I’m in my mid 40’s, I’ve been married for getting on for 20 years. In my circle and family the vast majority are still on their first marriage. Of those whose long term relationships have broken up I can think of only two that were married (and they were the only two who had kids). In my circle, those that married seem to stay married, and those who just lived together are more likely to split at some point. I know very few unmarried people if I really think about it.

I know of two neighbours who cheated together and broke up a marriage and a long term relationship, both sets had children- although the couple who weren’t married the kids were his, not hers. They still seem to be together, living next door to each other and their partners left.

Gremlinsattack · 08/07/2022 15:32

All of them. Kids ranging from 0-5 years old.

notbloodylikely · 08/07/2022 15:56

The majority of divorces/separations have been since we hit mid-40s, kids ranging from 10-20 yrs.

Hrpuffnstuff1 · 08/07/2022 16:01

TheLostNights · 06/07/2022 18:49

Are still together/married and if they have kids, how old are they?
I felt really depressed reading another thread where someone said that most couples divorce or split once the kids have reached the end of primary school and that if they are married, the husband will most likely be cheating or up to no good in other ways.
Aibu to say good marriages on the whole are common?
My social circle of friends (About 7 of us) are still happily married and our kids range from 3-12 years.

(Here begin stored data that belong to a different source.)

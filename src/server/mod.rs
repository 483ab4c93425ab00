//! HTTP API over the repurpose service
//!
//! Endpoints:
//! - `GET /health`
//! - `POST /generate`: segment, generate and optionally save
//! - `POST /ask`: single question answering
//! - `GET /posts`: saved posts, newest first

pub mod error;
pub mod handlers;

use anyhow::{Context, Result};
use axum::{
    Router,
    routing::{get, post},
};
use repurpose_core::RepurposeService;
use std::sync::Arc;
use tower_http::cors::{Any, CorsLayer};
use tower_http::trace::TraceLayer;

#[derive(Clone)]
pub struct AppState {
    pub service: Arc<RepurposeService>,
}

/// Build the API router
pub fn router(service: Arc<RepurposeService>) -> Router {
    let cors = CorsLayer::new()
        .allow_origin(Any)
        .allow_methods(Any)
        .allow_headers(Any);

    Router::new()
        .route("/health", get(handlers::health))
        .route("/generate", post(handlers::generate))
        .route("/ask", post(handlers::ask))
        .route("/posts", get(handlers::list_posts))
        .layer(TraceLayer::new_for_http())
        .layer(cors)
        .with_state(AppState { service })
}

/// Bind `host:port` and serve until Ctrl-C
pub async fn serve(service: Arc<RepurposeService>, host: &str, port: u16) -> Result<()> {
    let listener = tokio::net::TcpListener::bind((host, port))
        .await
        .with_context(|| format!("Failed to bind {host}:{port}"))?;
    let addr = listener.local_addr().context("Failed to read bound address")?;
    tracing::info!("Starting repurpose API on http://{addr}");
    eprintln!("Listening on http://{addr} (Ctrl-C to stop)");

    axum::serve(listener, router(service))
        .with_graceful_shutdown(shutdown_signal())
        .await
        .context("HTTP server error")?;

    tracing::info!("server stopped");
    Ok(())
}

async fn shutdown_signal() {
    if let Err(err) = tokio::signal::ctrl_c().await {
        tracing::warn!("failed to listen for Ctrl-C: {err}");
        std::future::pending::<()>().await;
    }
}
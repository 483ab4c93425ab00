use serde::{Deserialize, Serialize};
use serde_json::Value;

#[derive(Debug, Clone, Default, Serialize, Deserialize)]
pub struct Part {
    #[serde(default, skip_serializing_if = "Option::is_none")]
    pub text: Option<String>,
}

impl Part {
    pub fn text(text: impl Into<String>) -> Self {
        Self {
            text: Some(text.into()),
        }
    }
}

#[derive(Debug, Clone, Default, Serialize, Deserialize)]
pub struct Content {
    #[serde(default, skip_serializing_if = "Option::is_none")]
    pub role: Option<String>,
    #[serde(default)]
    pub parts: Vec<Part>,
}

impl Content {
    pub fn user_text(text: impl Into<String>) -> Self {
        Self {
            role: Some("user".to_string()),
            parts: vec![Part::text(text)],
        }
    }
}

#[derive(Debug, Clone, Serialize, Deserialize)]
pub struct GenerateContentRequest {
    pub contents: Vec<Content>,
}

impl GenerateContentRequest {
    /// Single-turn request carrying one user prompt
    pub fn from_prompt(prompt: &str) -> Self {
        Self {
            contents: vec![Content::user_text(prompt)],
        }
    }
}

#[derive(Debug, Clone, Default, Serialize, Deserialize)]
pub struct GenerateContentResponse {
    /// Convenience text some gateways return alongside or instead of candidates
    #[serde(default, skip_serializing_if = "Option::is_none")]
    pub text: Option<String>,
    #[serde(default)]
    pub candidates: Vec<Candidate>,
    #[serde(default, rename = "promptFeedback")]
    pub prompt_feedback: Option<Value>,
    #[serde(default, rename = "usageMetadata")]
    pub usage_metadata: Option<Value>,
}

#[derive(Debug, Clone, Default, Serialize, Deserialize)]
pub struct Candidate {
    #[serde(default)]
    pub content: Option<Content>,
    #[serde(default, rename = "finishReason")]
    pub finish_reason: Option<String>,
}

impl GenerateContentResponse {
    /// Generated text, trimmed.
    ///
    /// Uses the top-level `text` when it is non-empty, otherwise joins every
    /// candidate part in order with newlines. Returns an empty string when
    /// neither shape carries text.
    pub fn extract_text(&self) -> String {
        if let Some(text) = self.text.as_deref() {
            if !text.trim().is_empty() {
                return text.trim().to_string();
            }
        }

        self.candidates
            .iter()
            .filter_map(|candidate| candidate.content.as_ref())
            .flat_map(|content| content.parts.iter())
            .filter_map(|part| part.text.as_deref())
            .collect::<Vec<_>>()
            .join("\n")
            .trim()
            .to_string()
    }
}

/// One page of `GET /models`
#[derive(Debug, Clone, Default, Deserialize)]
pub struct ListModelsResponse {
    #[serde(default)]
    pub models: Vec<ModelInfo>,
    #[serde(default, rename = "nextPageToken")]
    pub next_page_token: Option<String>,
}

#[derive(Debug, Clone, Default, Deserialize)]
pub struct ModelInfo {
    /// Resource name, e.g. `models/gemini-1.5-pro`
    pub name: String,
    #[serde(default, rename = "supportedGenerationMethods")]
    pub supported_generation_methods: Vec<String>,
}

impl ModelInfo {
    /// Name without the `models/` resource prefix
    pub fn id(&self) -> &str {
        self.name.strip_prefix("models/").unwrap_or(&self.name)
    }

    pub fn supports(&self, method: &str) -> bool {
        self.supported_generation_methods
            .iter()
            .any(|supported| supported == method)
    }
}

#[cfg(test)]
mod tests {
    use super::*;
    use serde_json::json;

    #[test]
    fn top_level_text_wins() {
        let response: GenerateContentResponse = serde_json::from_value(json!({
            "text": "  direct answer \n",
            "candidates": [{"content": {"parts": [{"text": "ignored"}]}}]
        }))
        .unwrap();
        assert_eq!(response.extract_text(), "direct answer");
    }

    #[test]
    fn candidate_parts_are_joined_in_order() {
        let response: GenerateContentResponse = serde_json::from_value(json!({
            "candidates": [
                {"content": {"role": "model", "parts": [{"text": "first"}, {"text": "second"}]}},
                {"content": {"parts": [{}, {"text": "third"}]}, "finishReason": "STOP"}
            ]
        }))
        .unwrap();
        assert_eq!(response.extract_text(), "first\nsecond\nthird");
    }

    #[test]
    fn blank_shapes_yield_empty_string() {
        let response: GenerateContentResponse = serde_json::from_value(json!({
            "text": "   ",
            "candidates": [{"finishReason": "SAFETY"}]
        }))
        .unwrap();
        assert_eq!(response.extract_text(), "");

        let empty: GenerateContentResponse = serde_json::from_value(json!({})).unwrap();
        assert_eq!(empty.extract_text(), "");
    }

    #[test]
    fn model_info_strips_prefix() {
        let info: ModelInfo = serde_json::from_value(json!({
            "name": "models/gemini-1.5-flash",
            "supportedGenerationMethods": ["generateContent", "countTokens"]
        }))
        .unwrap();
        assert_eq!(info.id(), "gemini-1.5-flash");
        assert!(info.supports("generateContent"));
        assert!(!info.supports("embedContent"));
    }

    #[test]
    fn request_serializes_as_single_user_turn() {
        let request = GenerateContentRequest::from_prompt("hi");
        assert_eq!(
            serde_json::to_value(&request).unwrap(),
            json!({"contents": [{"role": "user", "parts": [{"text": "hi"}]}]})
        );
    }
}
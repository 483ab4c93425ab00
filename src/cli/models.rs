use anyhow::{Context, Result};
use console::style;
use repurpose_core::RepurposeService;
use repurpose_core::llm::CandidateSource;
use repurpose_core::ui::Spinner;

/// Handle the models command - print candidates in the order they are tried
pub async fn handle_models_command(service: &RepurposeService) -> Result<()> {
    let spinner = Spinner::new("Discovering models...");
    let client = service.pipeline().client().await;
    spinner.finish_and_clear();
    let client = client.context("Failed to connect to the generation backend")?;

    println!(
        "{} {} candidate model(s) via {}",
        style("Models").blue().bold(),
        client.candidates().len(),
        client.backend_name()
    );
    for (index, candidate) in client.candidates().iter().enumerate() {
        let source = match candidate.source {
            CandidateSource::Configured => style("configured").yellow(),
            CandidateSource::Preferred => style("preferred").green(),
            CandidateSource::Discovered => style("discovered").dim(),
        };
        println!("  {:>2}. {:<40} {source}", index + 1, candidate.name);
    }

    Ok(())
}
//! Tones, platforms, prompt templates and prompt expansion.

pub mod builder;
pub mod targets;
pub mod templates;

pub use builder::{GenerationRequest, PromptBuilder, PromptPlan};
pub use targets::{Platform, Tone};
pub use templates::{
    CONTENT_PLACEHOLDER, PromptError, PromptTemplate, TONE_PLACEHOLDER, TemplateRegistry,
};
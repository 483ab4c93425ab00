use super::args::InputArgs;
use anyhow::{Context, Result, bail};
use console::style;
use is_terminal::IsTerminal;
use repurpose_core::input::{LimitedText, prepare_text, read_document};
use std::io::{self, Read};

/// Resolve document text from `--text`, `--file` and piped stdin.
///
/// Pasted text (`--text` or stdin) and the extracted document are combined
/// the way the upload form does it, then normalized and word-limited.
pub fn read_input(args: &InputArgs, max_words: usize) -> Result<LimitedText> {
    let extracted = match &args.file {
        Some(path) => read_document(path)
            .with_context(|| format!("Failed to read document {}", path.display()))?,
        None => String::new(),
    };

    let pasted = match &args.text {
        Some(text) => text.clone(),
        None if args.file.is_none() => read_stdin()?,
        None => String::new(),
    };

    let prepared = prepare_text(&pasted, &extracted, max_words);
    if prepared.truncated {
        eprintln!(
            "{} Input trimmed to the first {max_words} words",
            style("!").yellow().bold()
        );
    }
    Ok(prepared)
}

fn read_stdin() -> Result<String> {
    let stdin = io::stdin();
    if stdin.is_terminal() {
        bail!("No input provided. Use --text, --file, or pipe a document on stdin");
    }

    let mut buffer = String::new();
    stdin
        .lock()
        .read_to_string(&mut buffer)
        .context("Failed to read stdin")?;
    Ok(buffer)
}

Aibu to say we are not the minority?!

I have a handful of friends who are still married. My BF has just reached 27 yrs together. Bloody good going if you ask me.
Genuine model relationship.
A few others are hovering around the 10-25 yr mark.
Everyone is under 50.

notbloodylikely · 08/07/2022 16:04

Oh, half of message got cut off…

Up until about four years ago, just about everyone I knew was still married or in LTR and had been for around 20-25 years. Lockdown was a major catalyst, all that time to face up to uncomfortable facts we were doing our best to ignore.

That and there must be something about hitting your mid 40s! Nearly all the recent splits have been driven by the women. No one had affairs.

MajorCarolDanvers · 08/07/2022 16:08

I'm in my late 40s.

Most couples still married. A few divorces. But most still together.

User354354 · 08/07/2022 20:59

My close group of 6 of us

Only one is still with her husband- rest of us are on our 2nd DPs/DHs and families.

The married ones DH is blatantly cheating, we all know and have told her. He has tried it on with 2 of us- she is desperately happy but will never leave.

Lordofmyflies · 08/07/2022 21:17

Mine is 50/50, national average I guess. Interestingly, those who have been divorced, usually have been divorced more than once.

Dontsayfuckorbugger · 10/07/2022 03:15

I know of 3 couples still together and all the rest are divorced/single. Yes all have older children. I am separated after 27 years together and this happened when kids left school. We just grew apart and wanted different things in life. People change a lot after 20 odd years together and that has been the case for the majority of the separated couples.